Work task:
Lines after the one containing "Override the name-corruption" are to be omitted; print exactly each line from the start of the records up to and including it.

- Opening Delimiter -

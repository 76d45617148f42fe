use std::path::PathBuf;

use crate::constants::transform::NAME_CORRUPTION_PROBABILITY;
use crate::splits::SplitRatios;

/// Top-level pipeline configuration.
#[derive(Clone, Debug)]
pub struct PipelineConfig {
    /// Directory containing bundle export files.
    pub data_dir: PathBuf,
    /// Directory that receives corpus and split files.
    pub out_dir: PathBuf,
    /// Optional RNG seed. `None` seeds from OS entropy, so runs are
    /// non-reproducible; a fixed seed makes the whole run deterministic.
    pub seed: Option<u64>,
    /// Split ratios used when carving pair windows.
    pub ratios: SplitRatios,
    /// Probability that a transformed line's names are corrupted.
    pub transform_probability: f32,
}

impl Default for PipelineConfig {
    fn default() -> Self {
        Self {
            data_dir: PathBuf::from("data"),
            out_dir: PathBuf::from("."),
            seed: None,
            ratios: SplitRatios::default(),
            transform_probability: NAME_CORRUPTION_PROBABILITY,
        }
    }
}

impl PipelineConfig {
    /// Create a config with explicit data and output directories.
    pub fn new(data_dir: impl Into<PathBuf>, out_dir: impl Into<PathBuf>) -> Self {
        Self {
            data_dir: data_dir.into(),
            out_dir: out_dir.into(),
            ..Self::default()
        }
    }

    /// Fix the RNG seed for a deterministic run.
    pub fn with_seed(mut self, seed: u64) -> Self {
        self.seed = Some(seed);
        self
    }

    /// Override split ratios.
    pub fn with_ratios(mut self, ratios: SplitRatios) -> Self {
        self.ratios = ratios;
        self
    }

    /// Override the name-corruption probability (clamped to `0.0..=1.0`).
    pub fn with_transform_probability(mut self, probability: f32) -> Self {
        self.transform_probability = probability.clamp(0.0, 1.0);
        self
    }
}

- Closing Delimiter -

Response area:
repository 76d45617148f42fe
use std::path::PathBuf;

use crate::constants::transform::NAME_CORRUPTION_PROBABILITY;
use crate::splits::SplitRatios;

/// Top-level pipeline configuration.
#[derive(Clone, Debug)]
pub struct PipelineConfig {
    /// Directory containing bundle export files.
    pub data_dir: PathBuf,
    /// Directory that receives corpus and split files.
    pub out_dir: PathBuf,
    /// Optional RNG seed. `None` seeds from OS entropy, so runs are
    /// non-reproducible; a fixed seed makes the whole run deterministic.
    pub seed: Option<u64>,
    /// Split ratios used when carving pair windows.
    pub ratios: SplitRatios,
    /// Probability that a transformed line's names are corrupted.
    pub transform_probability: f32,
}

impl Default for PipelineConfig {
    fn default() -> Self {
        Self {
            data_dir: PathBuf::from("data"),
            out_dir: PathBuf::from("."),
            seed: None,
            ratios: SplitRatios::default(),
            transform_probability: NAME_CORRUPTION_PROBABILITY,
        }
    }
}

impl PipelineConfig {
    /// Create a config with explicit data and output directories.
    pub fn new(data_dir: impl Into<PathBuf>, out_dir: impl Into<PathBuf>) -> Self {
        Self {
            data_dir: data_dir.into(),
            out_dir: out_dir.into(),
            ..Self::default()
        }
    }

    /// Fix the RNG seed for a deterministic run.
    pub fn with_seed(mut self, seed: u64) -> Self {
        self.seed = Some(seed);
        self
    }

    /// Override split ratios.
    pub fn with_ratios(mut self, ratios: SplitRatios) -> Self {
        self.ratios = ratios;
        self
    }

    /// Override the name-corruption probability (clamped to `0.0..=1.0`).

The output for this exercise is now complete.